The Vitpilen rides well when you are on the open road and its Metzeler M5 tyres are sportier than the Svartpilen’s chunky Pirellis, giving it better road handling. The WP suspension delivers a nice balance between sports and comfort and the brakes and ABS are good, but the seat seriously lacks padding and the drop bars are uncomfortable in town or when you are cruising.
The Duke’s 375cc single has enough grunt for urban use and its ride-by-wire throttle is spot on in terms of feel and connection. The gearbox is a little on the clunky side, but it’s nothing that will ruin the experience for newer riders. The 390 Duke is a known quantity and Husky have wisely decided not to alter its motor at all, so there is little to complain about.

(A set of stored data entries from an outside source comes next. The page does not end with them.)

//! HTTP client for API communication.

use std::sync::Arc;
use std::time::Duration;

use anyhow::Result;
use eventdesk_session::SessionStore;
use reqwest::Method;
use serde::{de::DeserializeOwned, Serialize};
use tracing::debug;

use crate::config::Config;
use crate::error::CliError;
use crate::interceptor::{BaseUrl, RequestAugmenter};
use crate::transport::{ApiRequest, ApiResponse, HttpTransport, Transport};

/// API client: request augmentation, transport, and response decoding.
#[derive(Clone)]
pub struct ApiClient {
    transport: Arc<dyn Transport>,
    augmenter: RequestAugmenter,
}

impl ApiClient {
    /// Create a client over HTTP from config and the session store.
    pub fn new(config: &Config, session: SessionStore) -> Result<Self> {
        let transport = HttpTransport::new(Duration::from_secs(config.request_timeout_secs))?;
        Ok(Self::with_transport(
            Arc::new(transport),
            RequestAugmenter::new(BaseUrl::new(config.api_url()), session),
        ))
    }

    pub fn with_transport(transport: Arc<dyn Transport>, augmenter: RequestAugmenter) -> Self {
        Self {
            transport,
            augmenter,
        }
    }

    pub fn session(&self) -> &SessionStore {
        self.augmenter.session()
    }

    pub fn base_url(&self) -> &BaseUrl {
        self.augmenter.base_url()
    }

    /// Make a GET request.
    pub async fn get<T: DeserializeOwned>(&self, path: &str) -> Result<T, CliError> {
        let response = self.execute(ApiRequest::new(Method::GET, path)).await?;
        decode(&response)
    }

    /// Make a POST request.
    pub async fn post<T: DeserializeOwned, B: Serialize + ?Sized>(
        &self,
        path: &str,
        body: &B,
    ) -> Result<T, CliError> {
        let request = ApiRequest::new(Method::POST, path).json(body)?;
        let response = self.execute(request).await?;
        decode(&response)
    }

    /// Make a PUT request.
    pub async fn put<T: DeserializeOwned, B: Serialize + ?Sized>(
        &self,
        path: &str,
        body: &B,
    ) -> Result<T, CliError> {
        let request = ApiRequest::new(Method::PUT, path).json(body)?;
        let response = self.execute(request).await?;
        decode(&response)
    }

    /// Make a PATCH request.
    pub async fn patch<T: DeserializeOwned, B: Serialize + ?Sized>(
        &self,
        path: &str,
        body: &B,
    ) -> Result<T, CliError> {
        let request = ApiRequest::new(Method::PATCH, path).json(body)?;
        let response = self.execute(request).await?;
        decode(&response)
    }

    /// Make a DELETE request. Any success status (usually 204) is accepted.
    pub async fn delete(&self, path: &str) -> Result<(), CliError> {
        self.execute(ApiRequest::new(Method::DELETE, path)).await?;
        Ok(())
    }

    /// Augment, send, and turn non-success statuses into errors.
    async fn execute(&self, request: ApiRequest) -> Result<ApiResponse, CliError> {
        let request = self.augmenter.augment(request)?;
        let method = request.method.clone();
        let url = request.url.clone();

        let response = self.transport.send(request).await?;
        debug!(%method, %url, status = response.status.as_u16(), "API response");

        if response.status.is_success() {
            Ok(response)
        } else {
            Err(CliError::api(response.status.as_u16(), &response.body))
        }
    }
}

/// Decode a JSON body; an empty body decodes as `null`.
fn decode<T: DeserializeOwned>(response: &ApiResponse) -> Result<T, CliError> {
    let body: &[u8] = if response.body.iter().all(u8::is_ascii_whitespace) {
        b"null"
    } else {
        &response.body
    };
    Ok(serde_json::from_slice(body)?)
}

#[cfg(test)]
pub(crate) mod tests {
    use super::*;
    use eventdesk_model::{Identity, MessageResponse, Role};
    use reqwest::header::AUTHORIZATION;
    use wiremock::matchers::{body_json, header, method, path};
    use wiremock::{Mock, MockServer, ResponseTemplate};

    /// Client pointed at a mock server with an in-memory session.
    pub(crate) fn test_client(server: &MockServer) -> ApiClient {
        let config = Config {
            api_url: format!("{}/", server.uri()),
            ..Config::default()
        };
        ApiClient::new(&config, SessionStore::in_memory()).unwrap()
    }

    pub(crate) fn identity(role: Role) -> Identity {
        Identity {
            id: "12".to_string(),
            name: "Rafael Lima".to_string(),
            email: "rafael@example.com".to_string(),
            phone: "(21) 99876-5432".to_string(),
            role,
            department: None,
        }
    }

    #[tokio::test]
    async fn sends_bearer_token_to_prefixed_path() {
        let server = MockServer::start().await;
        Mock::given(method("GET"))
            .and(path("/events/"))
            .and(header("authorization", "Bearer abc"))
            .respond_with(ResponseTemplate::new(200).set_body_json(serde_json::json!([])))
            .expect(1)
            .mount(&server)
            .await;

        let client = test_client(&server);
        client.session().set_session("abc", &identity(Role::Organizer));

        let events: Vec<serde_json::Value> = client.get("/events/").await.unwrap();
        assert!(events.is_empty());
    }

    #[tokio::test]
    async fn posts_json_body() {
        let server = MockServer::start().await;
        Mock::given(method("POST"))
            .and(path("/auth/reset-password"))
            .and(body_json(serde_json::json!({ "email": "a@b.com" })))
            .respond_with(
                ResponseTemplate::new(200).set_body_json(serde_json::json!({ "message": "ok" })),
            )
            .mount(&server)
            .await;

        let client = test_client(&server);
        let response: MessageResponse = client
            .post("auth/reset-password", &serde_json::json!({ "email": "a@b.com" }))
            .await
            .unwrap();
        assert_eq!(response.message, "ok");
    }

    #[tokio::test]
    async fn error_status_becomes_api_error() {
        let server = MockServer::start().await;
        Mock::given(method("GET"))
            .and(path("/events/99"))
            .respond_with(
                ResponseTemplate::new(404)
                    .set_body_json(serde_json::json!({ "message": "Evento não encontrado" })),
            )
            .mount(&server)
            .await;

        let err = test_client(&server)
            .get::<serde_json::Value>("events/99")
            .await
            .unwrap_err();
        match err {
            CliError::Api { status, body } => {
                assert_eq!(status, 404);
                assert_eq!(body.message.as_deref(), Some("Evento não encontrado"));
            }
            other => panic!("unexpected error: {other:?}"),
        }
    }

    #[tokio::test]
    async fn delete_accepts_no_content() {
        let server = MockServer::start().await;
        Mock::given(method("DELETE"))
            .and(path("/events/3"))
            .respond_with(ResponseTemplate::new(204))
            .expect(1)
            .mount(&server)
            .await;

        test_client(&server).delete("events/3").await.unwrap();
    }

    #[tokio::test]
    async fn anonymous_requests_carry_no_credentials() {
        let server = MockServer::start().await;
        Mock::given(method("GET"))
            .and(path("/events/available"))
            .respond_with(ResponseTemplate::new(200).set_body_json(serde_json::json!([])))
            .mount(&server)
            .await;

        let client = test_client(&server);
        let _: Vec<serde_json::Value> = client.get("events/available").await.unwrap();

        let requests = server.received_requests().await.unwrap();
        assert_eq!(requests.len(), 1);
        assert!(requests[0].headers.get(AUTHORIZATION.as_str()).is_none());
    }
}
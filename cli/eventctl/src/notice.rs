//! User-facing notices and backend error presentation.
//!
//! The backend reports failures as
//! `{"error": "...", "details": [{"field": "message"}, ...]}` or as a plain
//! `{"message": "..."}`. This module turns either shape into a titled
//! [`Notice`] with Portuguese field names.

use std::collections::BTreeMap;

use serde::Deserialize;
use serde_json::Value;

const GENERIC_PROCESSING_ERROR: &str = "Erro ao processar solicitação";
const UNKNOWN_ERROR: &str = "Erro desconhecido. Tente novamente.";
const SERVER_ERROR: &str = "Ocorreu um erro no servidor. Tente novamente mais tarde.";
const FORBIDDEN_DEFAULT: &str = "Você não tem permissão para realizar esta ação";

#[derive(Debug, Clone, Copy, PartialEq, Eq)]
pub enum NoticeKind {
    Success,
    Error,
    Warning,
    Info,
}

#[derive(Debug, Clone, PartialEq, Eq)]
pub struct Notice {
    pub kind: NoticeKind,
    pub title: String,
    pub message: String,
}

impl Notice {
    pub fn new(kind: NoticeKind, title: impl Into<String>, message: impl Into<String>) -> Self {
        Self {
            kind,
            title: title.into(),
            message: message.into(),
        }
    }

    pub fn success(title: impl Into<String>, message: impl Into<String>) -> Self {
        Self::new(NoticeKind::Success, title, message)
    }

    pub fn error(title: impl Into<String>, message: impl Into<String>) -> Self {
        Self::new(NoticeKind::Error, title, message)
    }

    pub fn warning(title: impl Into<String>, message: impl Into<String>) -> Self {
        Self::new(NoticeKind::Warning, title, message)
    }

    pub fn info(title: impl Into<String>, message: impl Into<String>) -> Self {
        Self::new(NoticeKind::Info, title, message)
    }
}

/// Error body sent by the backend. Every field is optional.
#[derive(Debug, Clone, Default, PartialEq, Deserialize)]
pub struct BackendError {
    #[serde(default)]
    pub error: Option<String>,
    #[serde(default)]
    pub message: Option<String>,
    #[serde(default)]
    pub details: Option<Vec<BTreeMap<String, Value>>>,
}

impl BackendError {
    /// Decode an error body, falling back to an empty error for anything unparseable.
    pub fn from_body(body: &[u8]) -> Self {
        serde_json::from_slice(body).unwrap_or_default()
    }

    fn detail_entries(&self) -> impl Iterator<Item = (&str, String)> {
        self.details
            .iter()
            .flatten()
            .flat_map(|detail| detail.iter())
            .map(|(field, value)| (field.as_str(), detail_text(value)))
    }

    pub fn has_details(&self) -> bool {
        self.details.is_some()
    }
}

fn detail_text(value: &Value) -> String {
    match value {
        Value::String(s) => s.clone(),
        other => other.to_string(),
    }
}

/// Portuguese label of a backend field name.
pub fn field_label(field: &str) -> String {
    let label = match field {
        "email" => "E-mail",
        "password" => "Senha",
        "name" => "Nome",
        "telephone_number" => "Telefone",
        "department" => "Departamento",
        "type" => "Tipo de usuário",
        "current_password" => "Senha atual",
        "new_password" => "Nova senha",
        "confirm_password" | "confirmPassword" => "Confirmação de senha",
        _ => {
            let mut chars = field.chars();
            return match chars.next() {
                Some(first) => first.to_uppercase().chain(chars).collect(),
                None => String::new(),
            };
        }
    };
    label.to_string()
}

/// Best message for an error body; `fallback` is used when the body has none.
pub fn extract_error_message(body: &BackendError, fallback: Option<&str>) -> String {
    if body.has_details() {
        let lines: Vec<String> = body
            .detail_entries()
            .map(|(field, message)| format!("{}: {}", field_label(field), message))
            .collect();
        if lines.is_empty() {
            return GENERIC_PROCESSING_ERROR.to_string();
        }
        return lines.join("\n");
    }

    body.message
        .as_deref()
        .or(fallback)
        .filter(|m| !m.is_empty())
        .unwrap_or(UNKNOWN_ERROR)
        .to_string()
}

/// Per-field messages, keyed by backend field name.
pub fn extract_field_errors(body: &BackendError) -> BTreeMap<String, String> {
    body.detail_entries()
        .map(|(field, message)| (field.to_string(), message))
        .collect()
}

/// Whether the backend rejected `field` as a duplicate.
pub fn is_duplicate_field_error(body: &BackendError, field: &str) -> bool {
    body.detail_entries()
        .filter(|(name, _)| *name == field)
        .any(|(_, message)| is_duplicate_text(&message))
}

fn is_duplicate_text(message: &str) -> bool {
    let lower = message.to_lowercase();
    lower.contains("duplicado") || lower.contains("já existe") || lower.contains("already exists")
}

/// Classify a failed response into a titled notice.
pub fn format_error_notice(status: Option<u16>, body: &BackendError, fallback: Option<&str>) -> Notice {
    let message = extract_error_message(body, fallback);

    if body.has_details() {
        return Notice::error("Erro de validação", message);
    }

    let lower = message.to_lowercase();
    if lower.contains("duplicado") || lower.contains("já existe") {
        return Notice::error("Dados duplicados", message);
    }

    match status {
        Some(401) | Some(403) => {
            let message = if message.is_empty() {
                FORBIDDEN_DEFAULT.to_string()
            } else {
                message
            };
            Notice::error("Erro de autenticação", message)
        }
        Some(status) if status >= 500 => Notice::error("Erro no servidor", SERVER_ERROR),
        _ => Notice::error("Erro", message),
    }
}

#[cfg(test)]
mod tests {
    use super::*;

    fn body(json: &str) -> BackendError {
        BackendError::from_body(json.as_bytes())
    }

    #[test]
    fn details_become_labelled_lines() {
        let error = body(
            r#"{"error": "Validation error", "details": [
                {"email": "formato inválido"},
                {"telephone_number": "obrigatório", "speaker": "muito longo"}
            ]}"#,
        );
        assert_eq!(
            extract_error_message(&error, None),
            "E-mail: formato inválido\nSpeaker: muito longo\nTelefone: obrigatório"
        );
    }

    #[test]
    fn empty_details_use_generic_message() {
        let error = body(r#"{"error": "Validation error", "details": []}"#);
        assert_eq!(extract_error_message(&error, None), GENERIC_PROCESSING_ERROR);
    }

    #[test]
    fn message_then_fallback_then_unknown() {
        assert_eq!(
            extract_error_message(&body(r#"{"message": "Evento não encontrado"}"#), Some("x")),
            "Evento não encontrado"
        );
        assert_eq!(extract_error_message(&body("<html>"), Some("timeout")), "timeout");
        assert_eq!(extract_error_message(&body("{}"), None), UNKNOWN_ERROR);
    }

    #[test]
    fn field_errors_and_duplicates() {
        let error = body(r#"{"details": [{"email": "E-mail já existe"}]}"#);
        let fields = extract_field_errors(&error);
        assert_eq!(fields.get("email").map(String::as_str), Some("E-mail já existe"));
        assert!(is_duplicate_field_error(&error, "email"));
        assert!(!is_duplicate_field_error(&error, "name"));
    }

    #[test]
    fn field_labels() {
        assert_eq!(field_label("new_password"), "Nova senha");
        assert_eq!(field_label("confirmPassword"), "Confirmação de senha");
        assert_eq!(field_label("location"), "Location");
        assert_eq!(field_label(""), "");
    }

    #[test]
    fn notice_classification() {
        let validation = format_error_notice(Some(422), &body(r#"{"details": [{"name": "curto"}]}"#), None);
        assert_eq!(validation.title, "Erro de validação");
        assert_eq!(validation.message, "Nome: curto");

        let duplicate = format_error_notice(Some(409), &body(r#"{"message": "Registro duplicado"}"#), None);
        assert_eq!(duplicate.title, "Dados duplicados");

        let auth = format_error_notice(Some(401), &body(r#"{"message": "Credenciais inválidas"}"#), None);
        assert_eq!(auth.title, "Erro de autenticação");
        assert_eq!(auth.message, "Credenciais inválidas");

        let server = format_error_notice(Some(503), &body(r#"{"message": "db down"}"#), None);
        assert_eq!(server.title, "Erro no servidor");
        assert_eq!(server.message, SERVER_ERROR);

        let other = format_error_notice(Some(400), &body(r#"{"message": "Data inválida"}"#), None);
        assert_eq!(other, Notice::error("Erro", "Data inválida"));
    }
}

The KTM 390 Duke is a solid machine that is now in its second generation, so there is little to suggest the Vitpilen will be unreliable. Although many of its components are manufactured in India, the actual bike is assembled in Austria, which is reassuring.
Husky claim potential buyers will be prepared to pay a premium as the Vitpilen is a lifestyle product. The problem with this is that it costs £900 more than the KTM 390 Duke, despite sharing most of its components. Whether buyers will be prepared to stump up this premium purely for a cool-looking Husky product is yet to be seen…
The Vitpilen comes with some neat features such as a slipper clutch, Bosch ABS, WP suspension, radial brakes and Metzeler M5 tyres. However, unlike the Duke its dash isn’t full-colour and lacks connectivity – that said it does have a gear indicator and fuel gauge.